Something else that I found interesting and ironic was how, at the end of her trial in June 1692, Nurse was initially found not guilty by the jury. Leading up to the jury’s decision, thirty-nine people had braved the repercussions to sign a petition to corroborate her innocence. The signing of this petition was a particularly weighty decision for those individuals, because – throughout the Salem Witch Trials – many of those who criticized the trials or defended the accused witches became targets themselves. Two unfortunate examples were John Proctor and Giles Corey. Specifically, the petition for Nurse’s innocence reads:
“We whose nams Are heareunto subscribed being desired by goodman Nurse to declare what we knewe concerning his wives conversation for time past: we cane testyfie to all whom it may concerne that we have knowne her for: many years and Acording to our observation her: Life and conversation was Acording to her profession and we never had Any: cause or grounds to suspect her of Any such thing as she is nowe Acused of
Israel Porter
Elizibeth Porter
Edward Beshep sen
Hana Beshep
Joshua Rea
Sarah Rea
Sarah Leach
John Putnam sen.
Rebeckh Putnam
Joseph Hucheson sen
Leda Hucheson
Joseph Holten sen
Sarah Holten
Daniell Andrew
Sara Andrew
Jonathan Putnam
Lydia Putnam
Walter Phillipps senior
Nathaniel Felton Sen:
Margaret Philips
Taitha Phillipps
Joseph Houlton Junior
Sam’ll Endecott
Elizabeth Buxtston
Samuel Aborn senr
Isaack Cooke
Benjaman Putnam
Sarah Putnam
Job Swinerton
Esther Swinerton
Joseph Herrick sen
Samuell Sibley
Hephzibah Rea
Elisabeth Cooke
William Osborne
Hanah Osborne
Daniell Rea
Sarah Putnam
Joseph Putman”
However, even after this petition had been submitted before officials and after Nurse had been found not guilty by a jury of her peers, the afflicted girls began having violent fits and crying out against Nurse as the “not guilty” verdict was read. The scene is described in The Salem Witch Trials: A Reference Guide: “When Thomas Fiske, the jury foreman, announced the verdict the afflicted children raised such an outcry that Chief Justice William Stoughton asked Fiske to reconsider. Stoughton suggested that perhaps the jury had not heard Rebecca make an incriminating statement when another prisoner was brought in to testify against her. When Fiske later questioned Rebecca as to the exact meaning of her statement, she would not reply. This lack of a response, probably due to Rebecca’s partial deafness, was unexpected. Fiske waited briefly, then returned to the jury, and soon came back with a verdict of guilty. Stoughton sentenced her to be executed on July 19, 1692.”

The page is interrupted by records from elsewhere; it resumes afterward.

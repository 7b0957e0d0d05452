//! Identity registration and login flows.

use crate::error::{DomainErrorKind, EntityErrorKind, Error, InternalErrorKind};
use crate::password;
use chrono::Utc;
use email_address::EmailAddress;
use entity::users::{Model, Role};
use entity::Id;
use entity_api::user as user_api;
use log::*;
use sea_orm::DatabaseConnection;
use serde::Deserialize;
use std::fmt;
use std::str::FromStr;
use utoipa::ToSchema;

pub use entity_api::user::UserView;

/// Login form fields, OAuth2 password-grant shaped.
#[derive(Clone, Deserialize, ToSchema)]
#[schema(as = domain::user::Credentials)]
pub struct Credentials {
    pub username: String,
    pub password: String,
}

// Manual Debug so a raw secret never lands in a log line.
impl fmt::Debug for Credentials {
    fn fmt(&self, f: &mut fmt::Formatter) -> fmt::Result {
        f.debug_struct("Credentials")
            .field("username", &self.username)
            .field("password", &"<redacted>")
            .finish()
    }
}

fn unauthenticated() -> Error {
    Error {
        source: None,
        error_kind: DomainErrorKind::Internal(InternalErrorKind::Entity(
            EntityErrorKind::Unauthenticated,
        )),
    }
}

/// Registers a new identity: validates the email-shaped username, hashes the
/// password and inserts the record.
///
/// The `exists` pre-check gives the common case a clean error without paying
/// for a hash, but it is advisory only. Two concurrent registrations can both
/// pass it; the unique index on `username` is what actually enforces
/// uniqueness, and the resulting conflict comes back as `AlreadyExists` like
/// any other duplicate.
pub async fn register(
    db: &DatabaseConnection,
    username: String,
    password_to_hash: String,
    full_name: String,
) -> Result<Model, Error> {
    if EmailAddress::from_str(&username).is_err() {
        return Err(Error {
            source: None,
            error_kind: DomainErrorKind::Internal(InternalErrorKind::Entity(
                EntityErrorKind::Invalid,
            )),
        });
    }

    if user_api::exists(db, &username).await? {
        info!("Registration rejected, username already taken: {username}");
        return Err(Error {
            source: None,
            error_kind: DomainErrorKind::Internal(InternalErrorKind::Entity(
                EntityErrorKind::AlreadyExists,
            )),
        });
    }

    let user_model = Model {
        id: Id::default(),
        password: password::generate_hash(&password_to_hash),
        username,
        full_name,
        role: Role::User,
        created_at: Utc::now().into(),
    };

    Ok(user_api::create(db, user_model).await?)
}

/// Resolves login credentials to an identity record.
///
/// Unknown username and wrong password produce the same error so the login
/// endpoint cannot be used to enumerate registered usernames.
pub async fn authenticate(db: &DatabaseConnection, creds: &Credentials) -> Result<Model, Error> {
    let user = user_api::find_by_username(db, &creds.username).await?;

    match user {
        Some(user) if password::verify(&creds.password, &user.password) => Ok(user),
        _ => {
            info!("Authentication failed for username: {}", creds.username);
            Err(unauthenticated())
        }
    }
}

/// All identity records with the password digest excluded at query level.
pub async fn find_all(db: &DatabaseConnection) -> Result<Vec<UserView>, Error> {
    Ok(user_api::find_all_excluding_password(db).await?)
}
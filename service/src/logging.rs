use crate::config::Config;
use log::LevelFilter;
use simplelog::{self, ConfigBuilder};

/// Modules to filter out from logging when not in Trace mode.
/// These are typically verbose dependencies that clutter normal log output.
const FILTERED_MODULES: &[&str] = &["sqlx", "sea_orm", "tower", "hyper", "axum", "tungstenite"];

pub struct Logger {}

impl Logger {
    /// Initializes the global logger with configuration based on the provided Config.
    ///
    /// When the log level is set to Trace, all logs including dependency logs are shown.
    /// For all other log levels, verbose dependency logs are filtered out.
    pub fn init_logger(config: &Config) {
        let log_level_filter = Self::convert_level_filter(config.log_level_filter);
        let apply_filters = Self::should_filter_dependencies(config.log_level_filter);
        let log_config = Self::build_log_config(apply_filters);

        simplelog::TermLogger::init(
            log_level_filter,
            log_config,
            simplelog::TerminalMode::Mixed,
            simplelog::ColorChoice::Auto,
        )
        .expect("Failed to start simplelog");
    }

    /// Converts log::LevelFilter to simplelog::LevelFilter.
    fn convert_level_filter(level: LevelFilter) -> simplelog::LevelFilter {
        match level {
            LevelFilter::Off => simplelog::LevelFilter::Off,
            LevelFilter::Error => simplelog::LevelFilter::Error,
            LevelFilter::Warn => simplelog::LevelFilter::Warn,
            LevelFilter::Info => simplelog::LevelFilter::Info,
            LevelFilter::Debug => simplelog::LevelFilter::Debug,
            LevelFilter::Trace => simplelog::LevelFilter::Trace,
        }
    }

    /// Returns `false` for Trace level (show all logs), `true` for all other levels.
    fn should_filter_dependencies(level: LevelFilter) -> bool {
        level != LevelFilter::Trace
    }

    /// Builds a simplelog Config with optional module filtering.
    fn build_log_config(apply_filters: bool) -> simplelog::Config {
        let mut builder = ConfigBuilder::new();
        builder.set_time_format_rfc3339();

        if apply_filters {
            for module in FILTERED_MODULES {
                builder.add_filter_ignore_str(module);
            }
        }

        builder.build()
    }
}
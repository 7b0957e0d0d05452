//! Inquiry intake and listing.

use crate::error::{DomainErrorKind, EntityErrorKind, Error, InternalErrorKind};
use email_address::EmailAddress;
use entity::inquiries::Model;
use entity_api::inquiry as inquiry_api;
use sea_orm::DatabaseConnection;
use std::str::FromStr;

/// Persists a submitted inquiry after validating the contact email.
pub async fn create(db: &DatabaseConnection, inquiry_model: Model) -> Result<Model, Error> {
    if EmailAddress::from_str(&inquiry_model.email).is_err() {
        return Err(Error {
            source: None,
            error_kind: DomainErrorKind::Internal(InternalErrorKind::Entity(
                EntityErrorKind::Invalid,
            )),
        });
    }

    Ok(inquiry_api::create(db, inquiry_model).await?)
}

pub async fn find_all(db: &DatabaseConnection) -> Result<Vec<Model>, Error> {
    Ok(inquiry_api::find_all(db).await?)
}
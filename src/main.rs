use events::EventPublisher;
use log::{error, info};
use migration::{Migrator, MigratorTrait};
use notifications::{Manager, NotificationEventHandler};
use service::{config::Config, logging::Logger};
use std::sync::Arc;

#[tokio::main]
async fn main() {
    let config = Config::new();
    Logger::init_logger(&config as &Config);

    info!("Starting delivery network API [{}]...", config.database_url());

    let db = match service::init_database(&config).await {
        Ok(db) => Arc::new(db),
        Err(e) => {
            error!("Failed to establish database connection: {e}");
            std::process::exit(1);
        }
    };

    if let Err(e) = Migrator::up(db.as_ref(), None).await {
        error!("Failed to run database migrations: {e}");
        std::process::exit(1);
    }

    let notification_manager = Arc::new(Manager::new());
    let event_publisher = EventPublisher::new().with_handler(Arc::new(
        NotificationEventHandler::new(notification_manager.clone()),
    ));

    let app_state = web::AppState::new(config, &db, event_publisher, notification_manager);

    if let Err(e) = web::init_server(app_state).await {
        error!("Server exited with error: {e}");
        std::process::exit(1);
    }
}
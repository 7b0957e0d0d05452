use uuid::Uuid;

pub mod inquiries;
pub mod users;

/// A type alias that represents any Entity's internal id field data type.
/// Aliased so that it's easy to change the underlying type if necessary.
pub type Id = Uuid;
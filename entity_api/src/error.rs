//! Error types for entity API
use std::error::Error as StdError;
use std::fmt;

use serde::Serialize;

use sea_orm::error::{DbErr, SqlErr};

/// Errors while executing operations related to entities.
/// The intent is to categorize errors into two major types:
///  * Errors related to data. Ex DbError::RecordNotFound
///  * Errors related to interactions with the database itself. Ex DbError::Conn
#[derive(Debug, PartialEq)]
pub struct Error {
    // Underlying error emitted from seaORM internals
    pub source: Option<DbErr>,
    // Enum representing which category of error
    pub error_kind: EntityApiErrorKind,
}

#[derive(Debug, PartialEq, Serialize)]
pub enum EntityApiErrorKind {
    // Invalid search term
    InvalidQueryTerm,
    // Record not found
    RecordNotFound,
    // Record conflicts with an existing unique key
    RecordAlreadyExists,
    // Record not authenticated
    RecordUnauthenticated,
    // Errors related to interactions with the database itself. Ex DbError::Conn
    SystemError,
    // Other errors
    Other,
}

impl fmt::Display for Error {
    fn fmt(&self, f: &mut fmt::Formatter) -> fmt::Result {
        write!(f, "Entity API Error: {:?}", self)
    }
}

impl StdError for Error {}

impl From<DbErr> for Error {
    fn from(err: DbErr) -> Self {
        // A unique key violation is a normal domain outcome (e.g. two concurrent
        // registrations with the same username), not a system failure.
        if matches!(err.sql_err(), Some(SqlErr::UniqueConstraintViolation(_))) {
            return Error {
                source: Some(err),
                error_kind: EntityApiErrorKind::RecordAlreadyExists,
            };
        }

        match err {
            DbErr::RecordNotFound(_) => Error {
                source: Some(err),
                error_kind: EntityApiErrorKind::RecordNotFound,
            },
            DbErr::ConnectionAcquire(_) => Error {
                source: Some(err),
                error_kind: EntityApiErrorKind::SystemError,
            },
            DbErr::Conn(_) => Error {
                source: Some(err),
                error_kind: EntityApiErrorKind::SystemError,
            },
            DbErr::Exec(_) => Error {
                source: Some(err),
                error_kind: EntityApiErrorKind::SystemError,
            },
            _ => Error {
                source: Some(err),
                error_kind: EntityApiErrorKind::SystemError,
            },
        }
    }
}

https://historyofmassachusetts.org/the-trial-of-rebecca-nurse/
https://historyofmassachusetts.org/the-petition-to-free-rebecca-nurse/
Thanks for this deeper dive into Rebecca Nurse's trial. We will talk more about it today, but there is a general belief that the Putnam and Nurse families were feuding over land disputes and more generally influence within Salem Village. the Putnams were aligned with Samuel Parris, while the Nurse family was opposed to the minister. Samuel Parris was divisive. Soughton is one of the people who sahres a lot of the blame for the tragedies. I appreciate your research.